Forecasting Radiation Effects on Wildlife in Japan After the Fukushima Nuclear Accident, Based on Limited Information of Post-Accident Early Stage in 2011
- 1Research Institute of Environment and Information Sciences, Yokohama National University, 79-7 Tokiwadai, Hodogaya-ku, Yokohama city, Kanagawa Prefecture, 240-8501 Japan
- 2Research Fellow of the Japan Society for the Promotion of Science, Sumitomo-Ichibancho FS Bldg., 8 Ichibancho, Chiyoda-ku, Tokyo 102-8472 Japan
Keywords: Ecology, GIS, Hazards, Impact Analysis, Pollution, Prediction, Temporal, Visualization
Abstract. Due to the 11 March 2011 Tohoku earthquake, massive radioactive materials were released from the Fukushima Daiichi Nuclear Power Plant (Fukushima NPP).

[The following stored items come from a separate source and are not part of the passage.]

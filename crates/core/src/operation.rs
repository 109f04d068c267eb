// SPDX-License-Identifier: BUSL-1.1
// Copyright (c) 2026 Alfred Jean LLC

//! Operation requests dispatched to the remote backend

use crate::variables::{Declarations, VariableAssignment};
use serde::{Deserialize, Serialize};
use std::path::PathBuf;
use std::time::Duration;

/// Parallelism the remote service always uses. Any other value is rejected.
pub const DEFAULT_PARALLELISM: u32 = 10;

/// The action the caller asked for
#[derive(Debug, Clone, Copy, PartialEq, Eq, Serialize, Deserialize)]
#[serde(rename_all = "snake_case")]
pub enum OperationKind {
    Plan,
    Apply,
    Destroy,
    Refresh,
}

impl OperationKind {
    /// Apply-type operations continue past the plan into an apply phase
    pub fn applies(&self) -> bool {
        !matches!(self, OperationKind::Plan)
    }

    /// Plan mode implied by the action, if any
    pub fn implied_plan_mode(&self) -> Option<PlanMode> {
        match self {
            OperationKind::Destroy => Some(PlanMode::Destroy),
            OperationKind::Refresh => Some(PlanMode::RefreshOnly),
            OperationKind::Plan | OperationKind::Apply => None,
        }
    }
}

impl std::fmt::Display for OperationKind {
    fn fmt(&self, f: &mut std::fmt::Formatter<'_>) -> std::fmt::Result {
        let name = match self {
            OperationKind::Plan => "plan",
            OperationKind::Apply => "apply",
            OperationKind::Destroy => "destroy",
            OperationKind::Refresh => "refresh",
        };
        write!(f, "{}", name)
    }
}

/// How the remote plan is computed
#[derive(Debug, Clone, Copy, Default, PartialEq, Eq, Serialize, Deserialize)]
#[serde(rename_all = "snake_case")]
pub enum PlanMode {
    #[default]
    Normal,
    Destroy,
    RefreshOnly,
}

/// Final outcome recorded on the operation handle
#[derive(Debug, Clone, Copy, Default, PartialEq, Eq, Serialize, Deserialize)]
#[serde(rename_all = "snake_case")]
pub enum OperationResult {
    #[default]
    Success,
    Failure,
}

/// An immutable request to run an action remotely
#[derive(Debug, Clone)]
pub struct Operation {
    pub kind: OperationKind,
    /// Local (user-facing) workspace name
    pub workspace: String,
    /// Configuration directory; `None` is only valid for destroy plans
    pub config_dir: Option<PathBuf>,
    pub plan_mode: PlanMode,
    /// Whether to refresh state before planning
    pub refresh: bool,
    pub targets: Vec<String>,
    pub force_replace: Vec<String>,
    pub variables: Vec<VariableAssignment>,
    /// Variables declared by the configuration, when the loader provided them
    pub declared_variables: Option<Declarations>,
    /// Pre-built plan artifact (local-only concept)
    pub plan_file: Option<PathBuf>,
    /// Plan output path (local-only concept)
    pub plan_out: Option<PathBuf>,
    pub parallelism: u32,
    pub auto_approve: bool,
    /// Zero disables the lock-timeout guard unless the locker supplies one
    pub lock_timeout: Duration,
}

impl Operation {
    pub fn new(kind: OperationKind, workspace: impl Into<String>) -> Self {
        Self {
            kind,
            workspace: workspace.into(),
            config_dir: None,
            plan_mode: kind.implied_plan_mode().unwrap_or_default(),
            refresh: true,
            targets: Vec::new(),
            force_replace: Vec::new(),
            variables: Vec::new(),
            declared_variables: None,
            plan_file: None,
            plan_out: None,
            parallelism: DEFAULT_PARALLELISM,
            auto_approve: false,
            lock_timeout: Duration::ZERO,
        }
    }

    pub fn with_config_dir(mut self, dir: impl Into<PathBuf>) -> Self {
        self.config_dir = Some(dir.into());
        self
    }

    pub fn with_plan_mode(mut self, mode: PlanMode) -> Self {
        self.plan_mode = mode;
        self
    }

    pub fn with_targets(mut self, targets: Vec<String>) -> Self {
        self.targets = targets;
        self
    }

    pub fn with_force_replace(mut self, addrs: Vec<String>) -> Self {
        self.force_replace = addrs;
        self
    }

    pub fn with_variable(mut self, assignment: VariableAssignment) -> Self {
        self.variables.push(assignment);
        self
    }

    pub fn with_declarations(mut self, declarations: Declarations) -> Self {
        self.declared_variables = Some(declarations);
        self
    }

    pub fn with_parallelism(mut self, parallelism: u32) -> Self {
        self.parallelism = parallelism;
        self
    }

    pub fn with_auto_approve(mut self, auto_approve: bool) -> Self {
        self.auto_approve = auto_approve;
        self
    }

    pub fn with_lock_timeout(mut self, timeout: Duration) -> Self {
        self.lock_timeout = timeout;
        self
    }

    pub fn with_refresh(mut self, refresh: bool) -> Self {
        self.refresh = refresh;
        self
    }

    pub fn with_plan_file(mut self, path: impl Into<PathBuf>) -> Self {
        self.plan_file = Some(path.into());
        self
    }

    pub fn with_plan_out(mut self, path: impl Into<PathBuf>) -> Self {
        self.plan_out = Some(path.into());
        self
    }

    /// Whether a plan may legitimately run without configuration
    pub fn allows_missing_config(&self) -> bool {
        self.plan_mode == PlanMode::Destroy
    }
}

#[cfg(test)]
#[path = "operation_tests.rs"]
mod tests;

It is crucial to predict the regional distribution and magnitude of the effects on wildlife by radioactive materials. However, during the post-accident early stage in 2011, limited information on large-scale pollution and prediction maps was open to public. Hence, this paper aimed to provide (1) the pollution map covering areas within 300 km from the Fukushima NPP where the radiation intensity exceeded 0.5 μSv/h, (2) pollution maps which predicted air dose for the next 30 years after the accident, and (3) maps of areas where wildlife might be affected by radioactive isotopes by the Fukushima nuclear accident. First, the relative contributions of 131I, 134Cs, and 137Cs were estimated from time series observation data. Second, a 30-year prediction of the pollution was calculated based on the isotope half-lives. Third, the chronic radiation effects on vertebrates were estimated using the threshold dose rate proposed by Sazykina et al. (2009). We examined the chronic radiation effects on morbidity, reproduction, and longevity. The results indicated that radioactive materials could have affected vertebrate morbidity within a 350 km2 area in early April 2011; the threshold level was the median result of Sazykina et al. (2009) with bootstrapping. Based on the prediction, a 15.5 km2 region will remain affected after 30 years. These areas should be monitored to confirm the effects of radioactivity on wildlife.